According to Executive Vice President Steve Levetan, up to 14 million cars are scrapped in the United States every year. “We all have a stake in making sure automobiles are safely and environmentally recycled, and that we get the most benefit from them,” Levetan said. “It’s not just ‘crush them up and put them in a furnace.’”
Doraville-based Pull-A-Part has spread its locations to 12 states as far west as Arizona and as far north as Ohio and Indiana. There are 1,500 to 2,000 cars at each location, Levetan said. The cars are acquired from individuals, insurance companies and auctions every day. No car stays on the lot more than 90 days, and pricing is flat — based on type of part, not type of car.
“A door is the same price whether it’s from a BMW or a VW,” Levetan said.
Pull-A-Part was one of a few pioneering companies to develop a model in which incoming cars are drained of all hazardous materials, including gasoline, oil, antifreeze, brake fluid and Freon. Those materials are then recycled off-site. “We designed our system from Day One to make sure that we’re handling all the material in the most environmentally safe and sound way possible,” Kogon said.
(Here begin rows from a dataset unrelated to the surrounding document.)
//! Service for wallet credits and withdrawals.

use event_store::EventStore;

use crate::command::{CommandHandler, CommandResult};
use crate::error::DomainError;
use crate::retry::{DEFAULT_MAX_ATTEMPTS, retry_on_conflict};
use crate::values::Money;

use super::{
    Credit, PayoutOutcome, Transaction, Wallet, WalletEvent, WalletOwner, Withdrawal,
    WithdrawalId,
};

/// A credit as recorded on the ledger.
#[derive(Debug, Clone)]
pub struct CreditOutcome {
    pub transaction: Transaction,
    /// True if the idempotency key had already been recorded and nothing
    /// was written.
    pub replayed: bool,
    pub balance: Money,
}

/// Wallet operations, each retried on commit conflicts.
pub struct WalletService<S: EventStore> {
    handler: CommandHandler<S, Wallet>,
    currency: String,
    max_attempts: u32,
}

impl<S: EventStore> WalletService<S> {
    pub fn new(store: S, currency: impl Into<String>) -> Self {
        Self {
            handler: CommandHandler::new(store),
            currency: currency.into(),
            max_attempts: DEFAULT_MAX_ATTEMPTS,
        }
    }

    pub fn with_max_attempts(mut self, max_attempts: u32) -> Self {
        self.max_attempts = max_attempts;
        self
    }

    pub fn handler(&self) -> &CommandHandler<S, Wallet> {
        &self.handler
    }

    /// Currency of wallets opened by this service.
    pub fn currency(&self) -> &str {
        &self.currency
    }

    #[tracing::instrument(skip(self))]
    pub async fn get_wallet(&self, owner: WalletOwner) -> Result<Option<Wallet>, DomainError> {
        self.handler.load_existing(owner.wallet_id()).await
    }

    /// Credits `owner`'s wallet, opening it on first use.
    ///
    /// A repeated idempotency key returns the transaction recorded the first
    /// time.
    #[tracing::instrument(skip(self, credit), fields(amount = %credit.amount))]
    pub async fn credit(
        &self,
        owner: WalletOwner,
        credit: Credit,
    ) -> Result<CreditOutcome, DomainError> {
        let key = credit.idempotency_key.clone();
        let result = retry_on_conflict(self.max_attempts, |_| {
            let credit = credit.clone();
            let currency = self.currency.clone();
            self.handler
                .execute_with_snapshot(owner.wallet_id(), move |wallet| {
                    wallet.credit(owner, &currency, credit)
                })
        })
        .await?;

        let replayed = result.events.is_empty();
        let transaction = recorded_transaction(&result.events)
            .or_else(|| {
                key.as_deref()
                    .and_then(|k| result.aggregate.transaction_for_key(k))
                    .cloned()
            })
            .ok_or_else(|| DomainError::not_found("Transaction", key.unwrap_or_default()))?;

        if replayed {
            tracing::info!(%owner, transaction_id = %transaction.id, "credit already recorded");
        }
        Ok(CreditOutcome {
            transaction,
            replayed,
            balance: result.aggregate.balance(),
        })
    }

    /// Opens a withdrawal and debits its amount.
    ///
    /// Two concurrent requests race on the wallet version; the loser is
    /// retried against the new state and refused as a duplicate.
    #[tracing::instrument(skip(self, payout_phone))]
    pub async fn request_withdrawal(
        &self,
        owner: WalletOwner,
        amount: Money,
        payout_phone: &str,
    ) -> Result<Withdrawal, DomainError> {
        let withdrawal_id = WithdrawalId::new();
        let result = retry_on_conflict(self.max_attempts, |_| {
            let payout_phone = payout_phone.to_string();
            self.handler
                .execute_with_snapshot(owner.wallet_id(), move |wallet| {
                    wallet.request_withdrawal(withdrawal_id, amount, &payout_phone)
                })
        })
        .await?;

        metrics::counter!("withdrawals_requested_total").increment(1);
        tracing::info!(%owner, %withdrawal_id, %amount, "withdrawal requested");
        withdrawal_of(&result, withdrawal_id)
    }

    /// Records the payout provider's reference for a withdrawal.
    #[tracing::instrument(skip(self))]
    pub async fn mark_withdrawal_pending(
        &self,
        owner: WalletOwner,
        withdrawal_id: WithdrawalId,
        payout_reference: &str,
    ) -> Result<Withdrawal, DomainError> {
        self.require(owner).await?;
        let result = retry_on_conflict(self.max_attempts, |_| {
            let payout_reference = payout_reference.to_string();
            self.handler
                .execute_with_snapshot(owner.wallet_id(), move |wallet| {
                    wallet.mark_withdrawal_pending(withdrawal_id, &payout_reference)
                })
        })
        .await?;
        withdrawal_of(&result, withdrawal_id)
    }

    /// Closes a withdrawal with the payout outcome.
    #[tracing::instrument(skip(self))]
    pub async fn settle_withdrawal(
        &self,
        owner: WalletOwner,
        withdrawal_id: WithdrawalId,
        outcome: PayoutOutcome,
    ) -> Result<Withdrawal, DomainError> {
        self.require(owner).await?;
        let result = retry_on_conflict(self.max_attempts, |_| {
            let outcome = outcome.clone();
            self.handler
                .execute_with_snapshot(owner.wallet_id(), move |wallet| {
                    wallet.settle_withdrawal(withdrawal_id, outcome)
                })
        })
        .await?;

        if let PayoutOutcome::Failed { reason } = &outcome {
            tracing::warn!(%owner, %withdrawal_id, %reason, "payout failed, amount refunded");
        }
        withdrawal_of(&result, withdrawal_id)
    }

    async fn require(&self, owner: WalletOwner) -> Result<(), DomainError> {
        match self.get_wallet(owner).await? {
            Some(_) => Ok(()),
            None => Err(DomainError::not_found("Wallet", owner)),
        }
    }
}

impl<S: EventStore + Clone> Clone for WalletService<S> {
    fn clone(&self) -> Self {
        Self {
            handler: self.handler.clone(),
            currency: self.currency.clone(),
            max_attempts: self.max_attempts,
        }
    }
}

fn recorded_transaction(events: &[WalletEvent]) -> Option<Transaction> {
    events.iter().rev().find_map(|event| match event {
        WalletEvent::TransactionRecorded(txn) => Some(txn.clone()),
        _ => None,
    })
}

fn withdrawal_of(
    result: &CommandResult<Wallet>,
    withdrawal_id: WithdrawalId,
) -> Result<Withdrawal, DomainError> {
    result
        .aggregate
        .withdrawal(withdrawal_id)
        .cloned()
        .ok_or_else(|| DomainError::not_found("Withdrawal", withdrawal_id))
}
Pull-A-Part has collected a number of awards on the state and national level, but perhaps Kogon and Levetan are most proud of an honor by the Environmental Protection Agency for their work recovering mercury switches.
The small units were used up until 2003 under trunks and hoods to switch lights on, and contain a gram of mercury, which, Levetan said, can contaminate up to 132,000 gallons of drinking water.
The EPA honored Pull-A-Part for its work with an event at one of its Atlanta locations that was attended by Senators Saxby Chambliss and Johnny Isakson.
After the cars have been prepped, they are organized in the lot by manufacturer. Customers use a database to locate the model of their choice and then can access the lot to look for the parts they need.
“It’s all do-it-yourself, so you see customers walking in with their own tools,” Levetan said.
Albany, Ga., resident James King drove to the Lithonia location to look for parts for a 1989 Chevrolet.
“The price that you get the parts here for is such a savings that it’s worth me driving 200 miles to get them,” King said. “You can get for $100 here what would cost way over $1,000 if you got it new from a Chevrolet dealer, if they even had it.
“So it’s a dual thing. It’s availability of parts plus the savings and price.”
Kogon and Levetan, who both live in Sandy Springs, provide the Sandy Springs Fire Department and Police Department with a venue and vehicles for training exercises such as the Jaws of Life.
The company provides similar services at its locations across the country.
“It’s not just about the business, but about our community, our place in the community and our responsibility to the community,” Kogon said. “If you’re planning on being there for generations, you have to take care of your business and make sure your business is helping your community.”